> _EXERCISE BRIEF_: Below are some entries; report how many of their lines contain the word "Ordering", giving nothing besides the number.

> _EXTRACTED ENTRIES_:
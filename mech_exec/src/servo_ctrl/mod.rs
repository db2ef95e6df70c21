//! # Servo Controller Module
//!
//! This module provides a unified servo control interface which can abstract over different types
//! of servo driver boards.

// ------------------------------------------------------------------------------------------------
// MODULES
// ------------------------------------------------------------------------------------------------

/// [`ServoDriver`] implementation for the PCA9685 16 channel servo driver board.
pub mod pca9685;

// ------------------------------------------------------------------------------------------------
// IMPORTS
// ------------------------------------------------------------------------------------------------

use log::trace;
use std::sync::{
    atomic::{AtomicBool, Ordering},
    Arc, Mutex,
};

// ------------------------------------------------------------------------------------------------
// TRAITS
// ------------------------------------------------------------------------------------------------

/// Trait to provide a unified API for accessing servo driver boards.
pub trait ServoDriver {
    /// The type that the underlying driver uses for channel identification
    type Channel: Copy + std::fmt::Debug;

    /// Set the pulse width output on a channel.
    ///
    /// ## Arguments
    /// - `channel` - The channel to set the pulse width for
    /// - `pulse_us` - The high time of each PWM period in microseconds
    fn set_pulse_width(&mut self, channel: Self::Channel, pulse_us: u16) -> Result<(), ServoError>;

    /// Stop driving a channel, the servo holds its position by friction only.
    fn set_off(&mut self, channel: Self::Channel) -> Result<(), ServoError>;
}

// ------------------------------------------------------------------------------------------------
// STRUCTS
// ------------------------------------------------------------------------------------------------

/// Servo driver which records outputs instead of driving hardware.
#[derive(Clone, Default)]
pub struct SimServoDriver {
    history: Arc<Mutex<Vec<ServoOutput>>>,
    fail: Arc<AtomicBool>,
}

// ------------------------------------------------------------------------------------------------
// ENUMS
// ------------------------------------------------------------------------------------------------

#[derive(thiserror::Error, Debug)]
pub enum ServoError {
    #[error("An I2C error occured")]
    I2c,

    #[error("Invalid channel or pulse width")]
    InvalidInput,

    #[error("Simulated servo fault")]
    Simulated,
}

/// A single output recorded by the [`SimServoDriver`].
#[derive(Debug, Copy, Clone, PartialEq, Eq)]
pub enum ServoOutput {
    Pulse { channel: u8, pulse_us: u16 },
    Off { channel: u8 },
}

// ------------------------------------------------------------------------------------------------
// IMPLS
// ------------------------------------------------------------------------------------------------

impl SimServoDriver {
    pub fn new() -> Self {
        Self::default()
    }

    pub fn history(&self) -> Vec<ServoOutput> {
        self.history.lock().map(|h| h.clone()).unwrap_or_default()
    }

    pub fn clear_history(&self) {
        if let Ok(mut h) = self.history.lock() {
            h.clear();
        }
    }

    /// Last pulse width sent to a channel.
    pub fn last_pulse(&self, channel: u8) -> Option<u16> {
        self.history().into_iter().rev().find_map(|o| match o {
            ServoOutput::Pulse {
                channel: c,
                pulse_us,
            } if c == channel => Some(pulse_us),
            _ => None,
        })
    }

    /// Make every following write fail.
    pub fn set_failing(&self, fail: bool) {
        self.fail.store(fail, Ordering::Relaxed);
    }

    fn record(&self, output: ServoOutput) -> Result<(), ServoError> {
        if self.fail.load(Ordering::Relaxed) {
            return Err(ServoError::Simulated);
        }

        trace!("Sim servo {:?}", output);

        self.history
            .lock()
            .map_err(|_| ServoError::Simulated)?
            .push(output);

        Ok(())
    }
}

impl ServoDriver for SimServoDriver {
    type Channel = u8;

    fn set_pulse_width(&mut self, channel: u8, pulse_us: u16) -> Result<(), ServoError> {
        self.record(ServoOutput::Pulse { channel, pulse_us })
    }

    fn set_off(&mut self, channel: u8) -> Result<(), ServoError> {
        self.record(ServoOutput::Off { channel })
    }
}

> _WRITTEN RESPONSE_: 3